Why hash tags are broken, and ideas for what to do instead.
I was at Moseley Bar Camp last Sunday and there were some great sessions. Andy Mabbett stood up to lead a discussion entitled Let’s Play Tag: recent developments and emerging issues in the use of tagging for added semantic richness.
Andy was looking for discussion on how to solve the problem of ambiguity in hash tags - a popular technique for categorising community tweets on twitter. His example is classic event tagging, the tag for the event was #mbcamp which works fine for the duration of a Sunday afternoon event, but what if you want tags to be more enduring?
Andy took us step-by-step through the issue of ambiguity of usernames as tags on twitter and flickr and described some of the issues of differing tag normalisation rules.

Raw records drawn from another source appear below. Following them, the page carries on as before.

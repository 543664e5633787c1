//! Display-language lookup for the strings that end up on a rendered CV or in
//! a user-facing notice. The catalogue is intentionally small: only keys the
//! renderer, the editor and the persistence layer actually need.

use chrono::{DateTime, Utc};
use serde::{Deserialize, Serialize};

#[derive(Debug, Clone, Copy, PartialEq, Eq, Hash, Serialize, Deserialize, Default)]
#[serde(rename_all = "lowercase")]
pub enum Locale {
    #[default]
    Fr,
    En,
}

impl Locale {
    /// Parses a language tag such as `fr`, `en`, `en-GB`. Anything else is `None`.
    pub fn from_tag(tag: &str) -> Option<Self> {
        let primary = tag.split(['-', '_']).next().unwrap_or_default();
        match primary.to_ascii_lowercase().as_str() {
            "fr" => Some(Locale::Fr),
            "en" => Some(Locale::En),
            _ => None,
        }
    }

    pub fn tag(self) -> &'static str {
        match self {
            Locale::Fr => "fr",
            Locale::En => "en",
        }
    }

    /// Short date used in default titles: `dd/mm/yyyy` (fr) or `mm/dd/yyyy` (en).
    pub fn short_date(self, at: DateTime<Utc>) -> String {
        match self {
            Locale::Fr => at.format("%d/%m/%Y").to_string(),
            Locale::En => at.format("%m/%d/%Y").to_string(),
        }
    }
}

/// Every string key the service can localize.
#[derive(Debug, Clone, Copy, PartialEq, Eq)]
pub enum Key {
    Contact,
    Profile,
    Experience,
    Education,
    Skills,
    Languages,
    Certifications,
    Present,
    Expires,
    DefaultTitlePrefix,
    ExperienceRequired,
    EducationRequired,
    SkillRequired,
    LanguageRequired,
    CertificationRequired,
    ImageTooLarge,
    ImageUnsupported,
    ImageDimensions,
    SurfaceMissing,
    ExportFailed,
}

pub fn t(locale: Locale, key: Key) -> &'static str {
    use Key::*;
    match (locale, key) {
        (Locale::Fr, Contact) => "Contact",
        (Locale::En, Contact) => "Contact",
        (Locale::Fr, Profile) => "Profil",
        (Locale::En, Profile) => "Profile",
        (Locale::Fr, Experience) => "Expérience Professionnelle",
        (Locale::En, Experience) => "Professional Experience",
        (Locale::Fr, Education) => "Formation",
        (Locale::En, Education) => "Education",
        (Locale::Fr, Skills) => "Compétences",
        (Locale::En, Skills) => "Skills",
        (Locale::Fr, Languages) => "Langues",
        (Locale::En, Languages) => "Languages",
        (Locale::Fr, Certifications) => "Certifications",
        (Locale::En, Certifications) => "Certifications",
        (Locale::Fr, Present) => "Présent",
        (Locale::En, Present) => "Present",
        (Locale::Fr, Expires) => "Expire le",
        (Locale::En, Expires) => "Expires",
        (Locale::Fr, DefaultTitlePrefix) => "CV",
        (Locale::En, DefaultTitlePrefix) => "CV",
        (Locale::Fr, ExperienceRequired) => "Veuillez remplir l'entreprise et le poste",
        (Locale::En, ExperienceRequired) => "Please fill in the company and the position",
        (Locale::Fr, EducationRequired) => "Veuillez remplir l'établissement et le diplôme",
        (Locale::En, EducationRequired) => "Please fill in the institution and the degree",
        (Locale::Fr, SkillRequired) => "Veuillez entrer le nom de la compétence",
        (Locale::En, SkillRequired) => "Please enter the skill name",
        (Locale::Fr, LanguageRequired) => "Veuillez entrer le nom de la langue",
        (Locale::En, LanguageRequired) => "Please enter the language name",
        (Locale::Fr, CertificationRequired) => {
            "Veuillez remplir le nom et l'émetteur du certificat"
        }
        (Locale::En, CertificationRequired) => "Please fill in the certificate name and issuer",
        (Locale::Fr, ImageTooLarge) => "L'image est trop volumineuse. Maximum 5MB.",
        (Locale::En, ImageTooLarge) => "The image is too large. Maximum 5MB.",
        (Locale::Fr, ImageUnsupported) => "Veuillez sélectionner une image valide.",
        (Locale::En, ImageUnsupported) => "Please select a valid image.",
        (Locale::Fr, ImageDimensions) => {
            "Les dimensions de l'image sont trop grandes. Maximum 4096 pixels par côté."
        }
        (Locale::En, ImageDimensions) => "The image dimensions are too large. Maximum 4096 pixels per side.",
        (Locale::Fr, SurfaceMissing) => "Élément de CV introuvable",
        (Locale::En, SurfaceMissing) => "CV element not found",
        (Locale::Fr, ExportFailed) => "Erreur lors de la génération du PDF",
        (Locale::En, ExportFailed) => "Error while generating the PDF",
    }
}

/// `CV - <localized date>`, the title given to a saved resume when none is supplied.
pub fn default_resume_title(locale: Locale, at: DateTime<Utc>) -> String {
    format!("{} - {}", t(locale, Key::DefaultTitlePrefix), locale.short_date(at))
}

#[cfg(test)]
mod tests {
    use super::*;
    use chrono::TimeZone;

    #[test]
    fn test_from_tag_accepts_regional_variants() {
        assert_eq!(Locale::from_tag("en-GB"), Some(Locale::En));
        assert_eq!(Locale::from_tag("FR"), Some(Locale::Fr));
        assert_eq!(Locale::from_tag("de"), None);
        assert_eq!(Locale::from_tag(""), None);
    }

    #[test]
    fn test_default_title_uses_locale_date_order() {
        let at = Utc.with_ymd_and_hms(2024, 3, 7, 10, 0, 0).unwrap();
        assert_eq!(default_resume_title(Locale::Fr, at), "CV - 07/03/2024");
        assert_eq!(default_resume_title(Locale::En, at), "CV - 03/07/2024");
    }

    #[test]
    fn test_present_marker_differs_per_locale() {
        assert_eq!(t(Locale::Fr, Key::Present), "Présent");
        assert_eq!(t(Locale::En, Key::Present), "Present");
    }
}
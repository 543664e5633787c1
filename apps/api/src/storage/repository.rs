use std::sync::{Arc, Mutex};

use chrono::Utc;
use uuid::Uuid;

use crate::i18n::{default_resume_title, Locale};
use crate::models::{ResumeData, ResumePatch, SavedResume};
use crate::storage::{StorageBackend, StorageError};

/// Key holding the JSON array of every saved resume.
pub const STORAGE_KEY: &str = "savedResumes";

/// CRUD over saved resumes. Each call reads the full list, modifies it and
/// writes it back while holding `write_lock`, so calls on one repository
/// never interleave.
pub struct ResumeRepository {
    backend: Arc<dyn StorageBackend>,
    write_lock: Mutex<()>,
    locale: Locale,
}

impl ResumeRepository {
    /// `locale` picks the language of generated default titles.
    pub fn new(backend: Arc<dyn StorageBackend>, locale: Locale) -> Self {
        Self {
            backend,
            write_lock: Mutex::new(()),
            locale,
        }
    }

    fn load(&self) -> Result<Vec<SavedResume>, StorageError> {
        match self.backend.get(STORAGE_KEY)? {
            Some(raw) if !raw.trim().is_empty() => Ok(serde_json::from_str(&raw)?),
            _ => Ok(Vec::new()),
        }
    }

    fn store(&self, records: &[SavedResume]) -> Result<(), StorageError> {
        let raw = serde_json::to_string(records)?;
        self.backend.set(STORAGE_KEY, &raw)
    }

    fn locked<T>(
        &self,
        f: impl FnOnce() -> Result<T, StorageError>,
    ) -> Result<T, StorageError> {
        let _guard = self.write_lock.lock().map_err(|_| StorageError::Poisoned)?;
        f()
    }

    /// Appends a new record. A missing or blank title becomes "CV - <date>".
    pub fn save(&self, data: ResumeData, title: Option<String>) -> Result<SavedResume, StorageError> {
        self.locked(|| {
            let now = Utc::now();
            let title = title
                .map(|t| t.trim().to_string())
                .filter(|t| !t.is_empty())
                .unwrap_or_else(|| default_resume_title(self.locale, now));
            let record = SavedResume {
                id: Uuid::new_v4(),
                title,
                date: now,
                resume_data: data,
            };
            let mut records = self.load()?;
            records.push(record.clone());
            self.store(&records)?;
            tracing::info!(id = %record.id, total = records.len(), "saved resume");
            Ok(record)
        })
    }

    /// All records in insertion order.
    pub fn list(&self) -> Result<Vec<SavedResume>, StorageError> {
        self.locked(|| self.load())
    }

    pub fn get_by_id(&self, id: Uuid) -> Result<Option<SavedResume>, StorageError> {
        Ok(self.list()?.into_iter().find(|r| r.id == id))
    }

    /// Merges `patch` into the record and refreshes its date. `Ok(None)` when
    /// `id` is unknown; `Conflict` when `if_unmodified_since` no longer matches.
    pub fn update(&self, id: Uuid, patch: ResumePatch) -> Result<Option<SavedResume>, StorageError> {
        self.locked(|| {
            let mut records = self.load()?;
            let Some(record) = records.iter_mut().find(|r| r.id == id) else {
                return Ok(None);
            };
            if let Some(expected) = patch.if_unmodified_since {
                if record.date != expected {
                    tracing::warn!(%id, stored = %record.date, %expected, "stale resume update rejected");
                    return Err(StorageError::Conflict { id });
                }
            }
            if let Some(title) = patch.title {
                record.title = title;
            }
            if let Some(data) = patch.resume_data {
                record.resume_data = data;
            }
            record.date = Utc::now();
            let updated = record.clone();
            self.store(&records)?;
            tracing::info!(%id, "updated resume");
            Ok(Some(updated))
        })
    }

    /// Removes the record; `false` (and no write) when nothing matched.
    pub fn delete(&self, id: Uuid) -> Result<bool, StorageError> {
        self.locked(|| {
            let mut records = self.load()?;
            let before = records.len();
            records.retain(|r| r.id != id);
            if records.len() == before {
                return Ok(false);
            }
            self.store(&records)?;
            tracing::info!(%id, remaining = records.len(), "deleted resume");
            Ok(true)
        })
    }
}

#[cfg(test)]
mod tests {
    use super::*;
    use crate::editor::{self, ExperienceDraft};
    use crate::models::PersonalInfo;
    use crate::storage::{FileBackend, MemoryBackend};
    use tempfile::TempDir;

    fn repo() -> ResumeRepository {
        ResumeRepository::new(Arc::new(MemoryBackend::new()), Locale::Fr)
    }

    fn sample() -> ResumeData {
        let data = ResumeData::default().with_personal_info(PersonalInfo {
            first_name: "Ada".into(),
            last_name: "Lovelace".into(),
            ..Default::default()
        });
        editor::add_experience(
            &data,
            ExperienceDraft {
                company: "Acme".into(),
                position: "Engineer".into(),
                start_date: "Jan 2022".into(),
                current: true,
                ..Default::default()
            },
        )
        .unwrap()
    }

    #[test]
    fn test_save_then_get_round_trips() {
        let repo = repo();
        let data = sample();
        let saved = repo.save(data.clone(), Some("My CV".into())).unwrap();
        let found = repo.get_by_id(saved.id).unwrap().unwrap();
        assert_eq!(found.resume_data, data);
        assert_eq!(found.title, "My CV");
    }

    #[test]
    fn test_default_title_is_localized() {
        let repo = repo();
        let saved = repo.save(ResumeData::default(), None).unwrap();
        assert!(saved.title.starts_with("CV - "), "{}", saved.title);
        let blank = repo.save(ResumeData::default(), Some("   ".into())).unwrap();
        assert!(blank.title.starts_with("CV - "));
    }

    #[test]
    fn test_list_keeps_insertion_order() {
        let repo = repo();
        let a = repo.save(ResumeData::default(), Some("a".into())).unwrap();
        let b = repo.save(ResumeData::default(), Some("b".into())).unwrap();
        let ids: Vec<Uuid> = repo.list().unwrap().into_iter().map(|r| r.id).collect();
        assert_eq!(ids, vec![a.id, b.id]);
    }

    #[test]
    fn test_delete_unknown_id_leaves_list_unchanged() {
        let backend = Arc::new(MemoryBackend::new());
        let repo = ResumeRepository::new(backend.clone(), Locale::Fr);
        repo.save(sample(), Some("kept".into())).unwrap();
        let before = backend.get(STORAGE_KEY).unwrap();
        assert!(!repo.delete(Uuid::new_v4()).unwrap());
        assert_eq!(backend.get(STORAGE_KEY).unwrap(), before);
    }

    #[test]
    fn test_update_title_touches_only_title_and_date() {
        let repo = repo();
        let saved = repo.save(sample(), Some("Old".into())).unwrap();
        let updated = repo.update(saved.id, ResumePatch::title("New")).unwrap().unwrap();
        assert_eq!(updated.title, "New");
        assert_eq!(updated.id, saved.id);
        assert_eq!(updated.resume_data, saved.resume_data);
        assert_eq!(
            serde_json::to_string(&updated.resume_data).unwrap(),
            serde_json::to_string(&saved.resume_data).unwrap()
        );
        assert!(updated.date >= saved.date);
    }

    #[test]
    fn test_update_unknown_id_is_none() {
        let repo = repo();
        assert!(repo.update(Uuid::new_v4(), ResumePatch::title("x")).unwrap().is_none());
    }

    #[test]
    fn test_stale_update_is_rejected() {
        let repo = repo();
        let saved = repo.save(sample(), None).unwrap();
        std::thread::sleep(std::time::Duration::from_millis(2));
        let first = repo
            .update(saved.id, ResumePatch::title("first").if_unmodified_since(saved.date))
            .unwrap()
            .unwrap();
        assert_ne!(first.date, saved.date);

        let stale = repo.update(saved.id, ResumePatch::title("second").if_unmodified_since(saved.date));
        assert!(matches!(stale, Err(StorageError::Conflict { .. })));
        assert_eq!(repo.get_by_id(saved.id).unwrap().unwrap().title, "first");

        let fresh = repo
            .update(saved.id, ResumePatch::title("third").if_unmodified_since(first.date))
            .unwrap()
            .unwrap();
        assert_eq!(fresh.title, "third");
    }

    #[test]
    fn test_save_list_delete_scenario() {
        let repo = repo();
        let saved = repo.save(sample(), None).unwrap();
        assert_eq!(repo.list().unwrap().len(), 1);
        assert!(repo.delete(saved.id).unwrap());
        assert!(repo.list().unwrap().is_empty());
    }

    #[test]
    fn test_file_backend_persists_across_repositories() {
        let dir = TempDir::new().unwrap();
        let saved = {
            let backend = Arc::new(FileBackend::open(dir.path()).unwrap());
            ResumeRepository::new(backend, Locale::En)
                .save(sample(), Some("On disk".into()))
                .unwrap()
        };
        let backend = Arc::new(FileBackend::open(dir.path()).unwrap());
        let repo = ResumeRepository::new(backend, Locale::En);
        let found = repo.get_by_id(saved.id).unwrap().unwrap();
        assert_eq!(found, saved);
    }

    #[test]
    fn test_corrupt_store_is_an_error() {
        let backend = Arc::new(MemoryBackend::new());
        backend.set(STORAGE_KEY, "{not json").unwrap();
        let repo = ResumeRepository::new(backend, Locale::Fr);
        assert!(matches!(repo.list(), Err(StorageError::Serialization(_))));
    }
}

Andy also asked why we tag?
- To add semantic richness?
- To help your friends find stuff?
- To help machines in 100 years find stuff
- Don't know
Andy's issue, then, is with the value of these tags longer term and on more enduring stuff like blog posts, photos on flickr and so on. Perhaps 100 years might be pushing it, but it's worth thinking about.
The problem with hash tags comes from the tension between finding something specific enough for the moment, something short enough to not use up too many of the 140 characters and something easy to remember. That's two forces pulling one-way (shorter) and only one pulling the other.
The shorter the tag goes the easier it is to remember and to type, and the fewer character it uses up, but it also becomes more likely to clash with others. Perhaps some mainstream trends might get away with very short tags, I thought. #fb for example means facebook, surely, but looking at the use of it apparently the references to facebook are far outweighed by the noise.
So, twitter's 140 character limit and the profusion of clients means we can only have short, easy to remember text tags, but the need for disambiguation and to be more specific means we need something longer.
We could solve the ambiguity problem by using something like a guid, but that's not easy to remember or type, and is generally quite long. The length issue could be solved by encoding it using unicode characters. Twitter counts multi-byte UTF8 characters as single characters, which is correct, and this opens up some interesting unique tags for those willing to forego the easy typing.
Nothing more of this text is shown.